* **TASK TO COMPLETE**
Where does the string "Debug" appear in the listing below? Copy every line where it does.

* **MATERIALS PROVIDED**
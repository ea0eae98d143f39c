//! Configuration management for the secret watcher.
//!
//! Provides hierarchical configuration loading and validation with:
//! - Default values as code base
//! - Configuration file support
//! - Environment variable overrides
//! - Component-wise validation
mod backend;
mod watch;
pub use backend::*;
pub use watch::*;


use std::env;

use config::Config;
use config::Environment;
use config::File;
use serde::Deserialize;
use serde::Serialize;

use crate::Result;

pub(crate) const ENV_PREFIX: &str = "SECRET_WATCH";

/// Main configuration container for the secret watcher
///
/// Combines all subsystem configurations with hierarchical override support:
/// 1. Default values from code implementation
/// 2. Configuration file specified by `CONFIG_PATH`
/// 3. Environment variables with `SECRET_WATCH__` prefix (highest priority)
#[derive(Debug, Serialize, Deserialize, Clone, Default)]
pub struct WatcherConfig {
    /// Scheduler behaviour
    #[serde(default)]
    pub watch: WatchConfig,
    /// Mount table and discovery filters
    #[serde(default)]
    pub backend: BackendConfig,
}

impl WatcherConfig {
    /// Loads configuration from hierarchical sources without validation.
    ///
    /// Configuration sources are merged in the following order (later sources override earlier):
    /// 1. Type defaults (lowest priority)
    /// 2. Configuration file from `CONFIG_PATH` environment variable (if set)
    /// 3. Environment variables with `SECRET_WATCH__` prefix (highest priority)
    ///
    /// # Note
    /// Validation is deferred so that `with_override_config()` can still be
    /// applied. Callers MUST call `validate()` before using the configuration.
    ///
    /// # Examples
    /// ```ignore
    /// std::env::set_var("SECRET_WATCH__WATCH__VERSION_PERIOD_MS", "10000");
    /// let cfg = WatcherConfig::new()?.validate()?;
    /// ```
    pub fn new() -> Result<Self> {
        let mut builder = Config::builder().add_source(Config::try_from(&Self::default())?);

        if let Ok(config_path) = env::var("CONFIG_PATH") {
            builder = builder.add_source(File::with_name(&config_path).required(true));
        }

        builder = builder.add_source(environment());

        let config: Self = builder.build()?.try_deserialize()?;
        Ok(config)
    }

    /// Applies additional configuration overrides from file without validation.
    ///
    /// Merging order (later sources override earlier):
    /// 1. Current configuration values
    /// 2. New configuration file
    /// 3. Latest environment variables (highest priority)
    pub fn with_override_config(
        &self,
        path: &str,
    ) -> Result<Self> {
        let config: Self = Config::builder()
            .add_source(Config::try_from(self)?)
            .add_source(File::with_name(path))
            .add_source(environment())
            .build()?
            .try_deserialize()?;
        Ok(config)
    }

    /// Validates every subsystem and returns the validated instance.
    pub fn validate(self) -> Result<Self> {
        self.watch.validate()?;
        self.backend.validate()?;
        Ok(self)
    }
}

fn environment() -> Environment {
    Environment::with_prefix(ENV_PREFIX)
        .separator("__")
        .ignore_empty(true)
        .try_parsing(true)
}
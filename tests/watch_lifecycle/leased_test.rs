use std::time::Duration;

use secret_watch::WatchConfig;
use tokio::time::Instant;

use crate::common::harness;
use crate::common::next_event;
use crate::common::subscribe;
use crate::enable_logger;

const ROLE: &str = "database/readonly";

/// # Case: leased credential follows the lease of every re-issue
///
/// ## Setup:
/// - initial lease 300s
/// - lease shortened to 60s before the first renewal
///
/// ## Criterias:
/// - renewals at +300s, +360s and +420s
/// - every renewal is published with a fresh credential
#[tokio::test(start_paused = true)]
async fn test_credentials_reissued_on_lease_expiry() {
    enable_logger();
    let mut h = harness(WatchConfig::default());
    h.backend.set_lease(ROLE, Duration::from_secs(300));
    h.watcher.add_paths([ROLE]).await.unwrap();
    assert_eq!(h.store.get_string(ROLE).as_deref(), Some("v-readonly-1:pw-1"));

    let t0 = Instant::now();
    let mut handle = h.watcher.start().unwrap();
    let mut events = subscribe(&mut handle);
    h.backend.set_lease(ROLE, Duration::from_secs(60));

    for (issued, due_secs) in [(2u64, 300u64), (3, 360), (4, 420)] {
        let event = next_event(&mut events).await.unwrap();
        let elapsed = t0.elapsed();
        assert_eq!(event.path, ROLE);
        assert_eq!(event.value, format!("v-readonly-{}:pw-{}", issued, issued));
        assert!(
            elapsed >= Duration::from_secs(due_secs) && elapsed < Duration::from_secs(due_secs + 1),
            "renewal {} at {:?}",
            issued,
            elapsed
        );
    }
    assert_eq!(h.store.get_string(ROLE).as_deref(), Some("v-readonly-4:pw-4"));

    handle.shutdown();
    assert!(handle.join().await.is_err());
}

#[tokio::test(start_paused = true)]
async fn test_versioned_and_leased_share_one_schedule() {
    let config = WatchConfig {
        version_period_ms: 45_000,
        ..Default::default()
    };
    let mut h = harness(config);
    h.backend.put_versioned("secret/app:token", "t1");
    h.backend.set_lease("database/fast", Duration::from_secs(20));
    h.backend.set_lease("database/slow", Duration::from_secs(50));
    h.watcher
        .add_paths(["database/slow", "secret/app:token", "database/fast"])
        .await
        .unwrap();
    h.backend.put_versioned("secret/app:token", "t2");

    let mut handle = h.watcher.start().unwrap();
    let mut events = subscribe(&mut handle);

    // fast at 20 and 40, token at 45, slow at 50
    let mut order = Vec::new();
    for _ in 0..4 {
        order.push(next_event(&mut events).await.unwrap().path);
    }
    assert_eq!(
        order,
        vec!["database/fast", "database/fast", "secret/app:token", "database/slow"]
    );
    assert_eq!(h.store.get_string("secret/app:token").as_deref(), Some("t2"));

    handle.shutdown();
    assert!(handle.join().await.is_err());
}
//! Consuming store: the cache watched values are written into.
//!
//! Written by the initial loader before watching starts and by the watch loop
//! afterwards; read concurrently by anyone holding the `Arc`.


use std::collections::HashMap;

use bytes::Bytes;
use parking_lot::RwLock;

#[derive(Debug, Default)]
pub struct SecretStore {
    entries: RwLock<HashMap<String, Bytes>>,
}

impl SecretStore {
    pub fn new() -> Self {
        Self::default()
    }

    /// Overwrites the value of `path`. Returns the previous value, if any.
    pub fn write(
        &self,
        path: &str,
        value: Bytes,
    ) -> Option<Bytes> {
        self.entries.write().insert(path.to_string(), value)
    }

    pub fn get(
        &self,
        path: &str,
    ) -> Option<Bytes> {
        self.entries.read().get(path).cloned()
    }

    /// Value of `path` as UTF-8, lossily converted.
    pub fn get_string(
        &self,
        path: &str,
    ) -> Option<String> {
        self.get(path).map(|value| String::from_utf8_lossy(&value).into_owned())
    }

    pub fn contains(
        &self,
        path: &str,
    ) -> bool {
        self.entries.read().contains_key(path)
    }

    pub fn len(&self) -> usize {
        self.entries.read().len()
    }

    pub fn is_empty(&self) -> bool {
        self.entries.read().is_empty()
    }

    /// Point-in-time copy of every entry.
    pub fn snapshot(&self) -> HashMap<String, Bytes> {
        self.entries.read().clone()
    }
}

* **ANSWER FOR THE TASK**
#[derive(Debug, Serialize, Deserialize, Clone, Default)]
#[derive(Debug, Default)]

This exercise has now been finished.